Exercise aim
Copy out, from the data below, each line in which the word "ScanReport" occurs.

Provided records
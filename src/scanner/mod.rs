pub mod discovery;
pub mod results;
pub mod simulation;
pub mod xml;

use std::path::Path;
use std::process::Stdio;
use std::time::Duration;
use tokio::process::Command;
use tracing::{debug, info, warn};

use crate::cli::ScanPreset;
use crate::config::Config;
use crate::error::{Result, ScanError};
pub use discovery::NmapBinary;
pub use results::{
    HostResult, OsMatch, PortEntry, RunInfo, ScanFailure, ScanOutcome, ScanReport, ServiceInfo,
    SimulatedScan,
};
use xml::{parse_nmap_xml, NmapRun};

/// Local wall-clock time in the format shown on every report.
pub fn timestamp() -> String {
    chrono::Local::now().format("%Y-%m-%d %H:%M:%S").to_string()
}

/// Preset flags plus `-p <range>` when a range is given and the preset probes ports.
pub fn build_arguments(preset: ScanPreset, port_range: Option<&str>) -> Vec<String> {
    let mut args: Vec<String> = preset.flags().iter().map(|f| f.to_string()).collect();

    if let Some(range) = port_range.map(str::trim).filter(|r| !r.is_empty()) {
        if preset != ScanPreset::Ping {
            args.push("-p".to_string());
            args.push(range.to_string());
        }
    }

    args
}

pub struct NmapScanner {
    binary: Option<NmapBinary>,
    scan_timeout: Option<Duration>,
}

impl NmapScanner {
    /// Probes the configured and well-known locations for a working nmap.
    pub async fn discover(explicit: Option<&Path>, config: &Config) -> Self {
        let candidates = discovery::candidate_paths(explicit, config);
        let probe_timeout = Duration::from_secs(config.probe_timeout_secs.max(1));
        let binary = discovery::locate(&candidates, probe_timeout).await;

        if binary.is_none() {
            info!("nmap not found in {} candidate locations; scans will be simulated", candidates.len());
        }

        Self {
            binary,
            scan_timeout: config.scan_timeout_secs.map(Duration::from_secs),
        }
    }

    pub fn with_binary(binary: NmapBinary) -> Self {
        Self { binary: Some(binary), scan_timeout: None }
    }

    pub fn unavailable() -> Self {
        Self { binary: None, scan_timeout: None }
    }

    pub fn with_scan_timeout(mut self, scan_timeout: Option<Duration>) -> Self {
        self.scan_timeout = scan_timeout;
        self
    }

    pub fn binary(&self) -> Option<&NmapBinary> {
        self.binary.as_ref()
    }

    /// Runs one scan. Never fails: problems come back as `ScanOutcome::Failed`.
    pub async fn scan(&self, target: &str, preset: ScanPreset, port_range: Option<&str>) -> ScanOutcome {
        let binary = match &self.binary {
            Some(binary) => binary,
            None => {
                return ScanOutcome::Simulated(simulation::simulate_scan(target, preset, timestamp()));
            }
        };

        let args = build_arguments(preset, port_range);
        info!("Scanning {} with arguments: {}", target, args.join(" "));

        match self.run_nmap(&binary.path, target, &args).await {
            Ok(run) => {
                debug!("nmap reported {} host(s)", run.hosts.len());
                ScanOutcome::Completed(ScanReport {
                    scan_type: preset,
                    timestamp: timestamp(),
                    hosts: run.hosts,
                    run: run.run,
                })
            }
            Err(e) => {
                debug!("Scan of {} failed: {}", target, e);
                ScanOutcome::Failed(ScanFailure {
                    error: e.to_string(),
                    hosts: Vec::new(),
                    scan_type: preset,
                    timestamp: timestamp(),
                })
            }
        }
    }

    async fn run_nmap(&self, nmap: &Path, target: &str, args: &[String]) -> Result<NmapRun> {
        let child = Command::new(nmap)
            .args(["-oX", "-"])
            .args(args)
            .arg(target)
            .stdin(Stdio::null())
            .stdout(Stdio::piped())
            .stderr(Stdio::piped())
            .kill_on_drop(true)
            .output();

        let output = match self.scan_timeout {
            Some(limit) => tokio::time::timeout(limit, child)
                .await
                .map_err(|_| ScanError::Timeout(limit.as_secs()))?,
            None => child.await,
        }
        .map_err(|source| ScanError::Spawn { path: nmap.to_path_buf(), source })?;

        let stdout = String::from_utf8_lossy(&output.stdout);
        let stderr = String::from_utf8_lossy(&output.stderr);

        match parse_nmap_xml(&stdout) {
            Ok(run) => {
                for line in stderr.lines().filter(|l| !l.trim().is_empty()) {
                    warn!("nmap: {}", line.trim());
                }
                Ok(run)
            }
            Err(_) if !stderr.trim().is_empty() => Err(ScanError::NmapReported {
                stderr: stderr.trim().to_string(),
            }),
            Err(_) if !output.status.success() => Err(ScanError::NmapExit {
                code: output.status.code().unwrap_or(-1),
            }),
            Err(e) => Err(e),
        }
    }
}
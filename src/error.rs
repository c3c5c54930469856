use std::path::PathBuf;
use thiserror::Error;

pub type Result<T> = std::result::Result<T, ScanError>;

#[derive(Error, Debug)]
pub enum ScanError {
    #[error("Target cannot be empty")]
    EmptyTarget,

    #[error("Target seems too short")]
    TargetTooShort,

    #[error("failed to launch {}: {source}", path.display())]
    Spawn {
        path: PathBuf,
        #[source]
        source: std::io::Error,
    },

    /// nmap produced no usable XML; carries whatever it wrote to stderr.
    #[error("{stderr}")]
    NmapReported { stderr: String },

    #[error("nmap exited with status {code}")]
    NmapExit { code: i32 },

    #[error("unreadable nmap output: {0}")]
    InvalidXml(String),

    #[error("Scan timed out after {0}s")]
    Timeout(u64),

    #[error("config error in {}: {message}", path.display())]
    Config { path: PathBuf, message: String },
}
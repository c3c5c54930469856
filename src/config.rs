use serde::{Deserialize, Serialize};
use std::fs;
use std::path::{Path, PathBuf};
use tracing::{debug, warn};

use crate::cli::ScanPreset;
use crate::error::{Result, ScanError};

pub const DEFAULT_PROBE_TIMEOUT_SECS: u64 = 10;

/// Settings read from `<config dir>/nmapscope/config.json`.
#[derive(Debug, Clone, Serialize, Deserialize, PartialEq)]
#[serde(default)]
pub struct Config {
    pub nmap_path: Option<PathBuf>,
    pub extra_search_paths: Vec<PathBuf>,
    pub probe_timeout_secs: u64,
    pub default_scan_type: String,
    pub scan_timeout_secs: Option<u64>,
}

impl Default for Config {
    fn default() -> Self {
        Self {
            nmap_path: None,
            extra_search_paths: Vec::new(),
            probe_timeout_secs: DEFAULT_PROBE_TIMEOUT_SECS,
            default_scan_type: ScanPreset::Quick.name().to_string(),
            scan_timeout_secs: None,
        }
    }
}

impl Config {
    /// Loads the user config, falling back to defaults when it is missing or broken.
    pub fn load() -> Self {
        match Self::config_path() {
            Some(path) if path.exists() => match Self::load_from_file(&path) {
                Ok(config) => {
                    debug!("Loaded config from {}", path.display());
                    config
                }
                Err(e) => {
                    warn!("{}; using defaults", e);
                    Self::default()
                }
            },
            _ => Self::default(),
        }
    }

    pub fn config_path() -> Option<PathBuf> {
        let mut path = dirs::config_dir()?;
        path.push("nmapscope");
        path.push("config.json");
        Some(path)
    }

    pub fn load_from_file(path: &Path) -> Result<Self> {
        let content = fs::read_to_string(path).map_err(|e| ScanError::Config {
            path: path.to_path_buf(),
            message: e.to_string(),
        })?;
        serde_json::from_str(&content).map_err(|e| ScanError::Config {
            path: path.to_path_buf(),
            message: e.to_string(),
        })
    }

    pub fn default_preset(&self) -> ScanPreset {
        ScanPreset::from_name(&self.default_scan_type)
    }
}
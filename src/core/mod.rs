pub mod buffer;
pub mod config;
pub mod constants;
pub mod entry;
//! # Standard Handle Preparation
//!
//! Validates and un-blocks inheritable standard-stream descriptors before
//! `fork()`.
//!
//! A descriptor handed to the launcher must be marked inheritable, and must
//! have its close-on-exec bit cleared so it survives the `exec` in the
//! child. Clearing the bit mutates parent-process state, so any failure
//! part-way through (and the successful case, once the fork has happened)
//! must put the bit back on every descriptor already touched.

use std::os::fd::RawFd;

use crate::error::{PalError, PalResult};

/// An inheritable file descriptor offered for standard-stream redirection.
///
/// The `inheritable` flag models the object-manager attribute the managed
/// runtime sets on handles it intends to pass to children; the preparer
/// rejects descriptors without it.
#[derive(Debug, Clone, Copy)]
pub struct FileHandle
{
    fd: RawFd,
    inheritable: bool,
}

impl FileHandle
{
    /// Wrap a descriptor that may be inherited by a launched child.
    #[must_use]
    pub fn inheritable(fd: RawFd) -> Self
    {
        FileHandle { fd, inheritable: true }
    }

    /// Wrap a descriptor that must not be inherited.
    ///
    /// Passing one of these to the launcher is an error; the constructor
    /// exists so callers can model both kinds of handle uniformly.
    #[must_use]
    pub fn private(fd: RawFd) -> Self
    {
        FileHandle { fd, inheritable: false }
    }

    #[must_use]
    pub fn raw(&self) -> RawFd
    {
        self.fd
    }
}

/// The three standard-stream redirections of a launch request.
///
/// All three must be supplied together, mirroring the all-or-nothing
/// `STARTF_USESTDHANDLES` contract.
#[derive(Debug, Clone, Copy)]
pub struct StdioRedirect
{
    pub stdin: FileHandle,
    pub stdout: FileHandle,
    pub stderr: FileHandle,
}

/// Stdio descriptors with close-on-exec cleared, ready for the child.
///
/// Dropping this restores the close-on-exec bit on every descriptor it
/// cleared, which covers both the failure paths before `fork()` and the
/// parent side afterwards.
pub(crate) struct PreparedStdio
{
    fds: [RawFd; 3],
    cleared: Vec<RawFd>,
}

impl PreparedStdio
{
    /// Validate the three handles and clear their close-on-exec bits.
    ///
    /// ## Errors
    ///
    /// - `InvalidHandle` if a handle is not marked inheritable
    /// - `InvalidHandle` if the `fcntl` clearing close-on-exec fails
    pub(crate) fn prepare(redirect: &StdioRedirect) -> PalResult<Self>
    {
        let mut prepared = PreparedStdio {
            fds: [redirect.stdin.raw(), redirect.stdout.raw(), redirect.stderr.raw()],
            cleared: Vec::with_capacity(3),
        };

        for (handle, stream) in [
            (redirect.stdin, "stdin"),
            (redirect.stdout, "stdout"),
            (redirect.stderr, "stderr"),
        ] {
            if !handle.inheritable {
                tracing::error!(stream, fd = handle.fd, "non-inheritable handle passed to launcher");
                return Err(PalError::InvalidHandle(format!(
                    "{stream} handle (fd {}) is not inheritable",
                    handle.fd
                )));
            }

            // Clear close-on-exec so the descriptor survives exec in the child.
            let result = unsafe { libc::fcntl(handle.fd, libc::F_SETFD, 0) };
            if result == -1 {
                let err = std::io::Error::last_os_error();
                tracing::error!(stream, fd = handle.fd, %err, "unable to clear close-on-exec");
                return Err(PalError::InvalidHandle(format!(
                    "unable to clear close-on-exec on {stream} (fd {}): {err}",
                    handle.fd
                )));
            }
            prepared.cleared.push(handle.fd);
        }

        Ok(prepared)
    }

    /// The raw descriptors in (stdin, stdout, stderr) order.
    pub(crate) fn fds(&self) -> [RawFd; 3]
    {
        self.fds
    }
}

impl Drop for PreparedStdio
{
    fn drop(&mut self)
    {
        // Restore close-on-exec on everything we touched. Best effort; the
        // descriptors still belong to the caller.
        for fd in self.cleared.drain(..) {
            let result = unsafe { libc::fcntl(fd, libc::F_SETFD, libc::FD_CLOEXEC) };
            if result == -1 {
                tracing::warn!(
                    fd,
                    err = %std::io::Error::last_os_error(),
                    "couldn't restore close-on-exec flag"
                );
            }
        }
    }
}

Solution to this exercise
    HostResult, OsMatch, PortEntry, RunInfo, ScanFailure, ScanOutcome, ScanReport, ServiceInfo,
                ScanOutcome::Completed(ScanReport {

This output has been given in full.